§ **Task to complete**
The reply to the records below should contain exactly the lines from the line with "controller.expand_all();" through the line with "run_collapse_all(output: OutputMode, project_root: &Path)", and nothing besides.

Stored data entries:
===============

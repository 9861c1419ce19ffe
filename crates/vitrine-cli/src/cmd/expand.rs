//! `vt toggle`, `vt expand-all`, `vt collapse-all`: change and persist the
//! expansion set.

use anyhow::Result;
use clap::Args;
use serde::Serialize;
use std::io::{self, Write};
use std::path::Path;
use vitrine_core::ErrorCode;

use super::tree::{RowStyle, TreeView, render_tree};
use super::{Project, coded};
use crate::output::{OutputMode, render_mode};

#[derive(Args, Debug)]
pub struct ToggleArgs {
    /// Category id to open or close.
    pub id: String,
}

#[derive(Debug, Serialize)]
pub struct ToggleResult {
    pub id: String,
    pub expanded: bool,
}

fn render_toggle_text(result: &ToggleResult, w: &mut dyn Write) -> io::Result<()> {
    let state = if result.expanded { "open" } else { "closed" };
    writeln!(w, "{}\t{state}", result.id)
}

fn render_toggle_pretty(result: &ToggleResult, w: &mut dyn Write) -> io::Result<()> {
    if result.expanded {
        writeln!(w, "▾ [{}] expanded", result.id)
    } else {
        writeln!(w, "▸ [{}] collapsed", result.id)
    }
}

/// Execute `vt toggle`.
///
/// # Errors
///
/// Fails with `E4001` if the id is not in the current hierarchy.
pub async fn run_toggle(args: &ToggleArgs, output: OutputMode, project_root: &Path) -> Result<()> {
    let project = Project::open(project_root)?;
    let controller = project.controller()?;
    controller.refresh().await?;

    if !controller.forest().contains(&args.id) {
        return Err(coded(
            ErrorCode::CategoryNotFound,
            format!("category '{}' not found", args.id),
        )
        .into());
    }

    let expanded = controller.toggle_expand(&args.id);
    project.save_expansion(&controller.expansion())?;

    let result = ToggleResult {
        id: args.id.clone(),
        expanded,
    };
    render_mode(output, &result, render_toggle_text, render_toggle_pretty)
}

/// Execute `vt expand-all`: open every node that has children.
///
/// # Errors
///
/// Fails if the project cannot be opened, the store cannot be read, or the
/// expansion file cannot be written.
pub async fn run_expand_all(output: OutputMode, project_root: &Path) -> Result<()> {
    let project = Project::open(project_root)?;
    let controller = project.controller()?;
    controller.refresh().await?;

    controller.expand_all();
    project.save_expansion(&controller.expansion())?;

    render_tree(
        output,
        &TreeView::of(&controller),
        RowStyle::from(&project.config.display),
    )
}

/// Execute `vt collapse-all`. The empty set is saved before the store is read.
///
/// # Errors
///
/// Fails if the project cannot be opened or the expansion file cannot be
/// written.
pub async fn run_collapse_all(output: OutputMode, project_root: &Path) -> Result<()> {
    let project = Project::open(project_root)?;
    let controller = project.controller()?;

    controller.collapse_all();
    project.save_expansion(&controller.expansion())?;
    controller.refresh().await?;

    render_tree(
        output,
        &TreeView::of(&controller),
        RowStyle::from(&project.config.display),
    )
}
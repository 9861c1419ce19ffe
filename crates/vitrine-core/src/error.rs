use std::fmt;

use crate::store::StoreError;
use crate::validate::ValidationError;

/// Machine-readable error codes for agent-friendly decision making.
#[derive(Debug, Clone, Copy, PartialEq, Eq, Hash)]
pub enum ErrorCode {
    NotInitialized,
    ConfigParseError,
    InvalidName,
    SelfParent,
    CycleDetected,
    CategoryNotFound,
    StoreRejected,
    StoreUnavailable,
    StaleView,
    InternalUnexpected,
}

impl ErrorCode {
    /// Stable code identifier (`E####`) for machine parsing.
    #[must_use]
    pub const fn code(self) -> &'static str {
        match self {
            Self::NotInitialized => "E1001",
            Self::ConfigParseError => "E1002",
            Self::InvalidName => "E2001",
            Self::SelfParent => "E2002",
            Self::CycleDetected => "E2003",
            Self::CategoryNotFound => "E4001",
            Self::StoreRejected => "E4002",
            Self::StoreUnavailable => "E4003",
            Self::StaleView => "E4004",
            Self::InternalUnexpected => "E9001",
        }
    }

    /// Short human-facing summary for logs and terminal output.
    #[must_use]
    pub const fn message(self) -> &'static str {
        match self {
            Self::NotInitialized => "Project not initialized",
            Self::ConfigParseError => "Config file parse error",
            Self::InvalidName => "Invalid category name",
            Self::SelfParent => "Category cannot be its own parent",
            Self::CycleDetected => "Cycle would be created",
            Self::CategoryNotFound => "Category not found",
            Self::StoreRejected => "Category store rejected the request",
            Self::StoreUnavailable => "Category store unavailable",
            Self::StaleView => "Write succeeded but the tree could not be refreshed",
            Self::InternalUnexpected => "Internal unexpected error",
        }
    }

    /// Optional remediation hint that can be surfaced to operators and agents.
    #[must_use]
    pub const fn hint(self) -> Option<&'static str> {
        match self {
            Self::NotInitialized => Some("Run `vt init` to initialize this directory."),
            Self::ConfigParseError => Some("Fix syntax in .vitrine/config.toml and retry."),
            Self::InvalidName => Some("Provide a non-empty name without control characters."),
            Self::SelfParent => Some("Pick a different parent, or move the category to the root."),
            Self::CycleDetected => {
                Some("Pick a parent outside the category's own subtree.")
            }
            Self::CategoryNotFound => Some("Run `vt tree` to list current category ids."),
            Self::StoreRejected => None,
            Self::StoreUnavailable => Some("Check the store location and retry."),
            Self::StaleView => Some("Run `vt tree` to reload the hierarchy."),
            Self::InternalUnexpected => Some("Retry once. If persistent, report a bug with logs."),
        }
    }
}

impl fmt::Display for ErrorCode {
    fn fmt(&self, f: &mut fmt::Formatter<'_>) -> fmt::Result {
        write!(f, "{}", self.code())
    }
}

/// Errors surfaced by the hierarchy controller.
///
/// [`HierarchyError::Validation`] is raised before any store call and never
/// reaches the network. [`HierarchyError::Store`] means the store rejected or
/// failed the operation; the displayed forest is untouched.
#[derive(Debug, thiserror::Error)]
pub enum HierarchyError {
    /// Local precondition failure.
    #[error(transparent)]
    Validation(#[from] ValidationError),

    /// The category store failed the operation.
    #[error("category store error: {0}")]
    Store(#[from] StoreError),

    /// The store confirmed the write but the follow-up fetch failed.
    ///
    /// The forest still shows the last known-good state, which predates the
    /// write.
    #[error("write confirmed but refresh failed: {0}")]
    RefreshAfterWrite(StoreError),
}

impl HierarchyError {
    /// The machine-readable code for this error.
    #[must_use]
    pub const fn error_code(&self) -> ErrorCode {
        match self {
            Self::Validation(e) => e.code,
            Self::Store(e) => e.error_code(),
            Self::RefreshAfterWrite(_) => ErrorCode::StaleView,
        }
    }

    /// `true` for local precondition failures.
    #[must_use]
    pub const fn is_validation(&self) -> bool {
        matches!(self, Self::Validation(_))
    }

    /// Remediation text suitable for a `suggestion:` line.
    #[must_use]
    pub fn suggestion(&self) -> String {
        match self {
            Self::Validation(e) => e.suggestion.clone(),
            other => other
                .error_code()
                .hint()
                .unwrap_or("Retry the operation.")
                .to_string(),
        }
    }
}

===============

§ **Solution**
    controller.expand_all();
    project.save_expansion(&controller.expansion())?;

    render_tree(
        output,
        &TreeView::of(&controller),
        RowStyle::from(&project.config.display),
    )
}

/// Execute `vt collapse-all`. The empty set is saved before the store is read.
///
/// # Errors
///
/// Fails if the project cannot be opened or the expansion file cannot be
/// written.
pub async fn run_collapse_all(output: OutputMode, project_root: &Path) -> Result<()> {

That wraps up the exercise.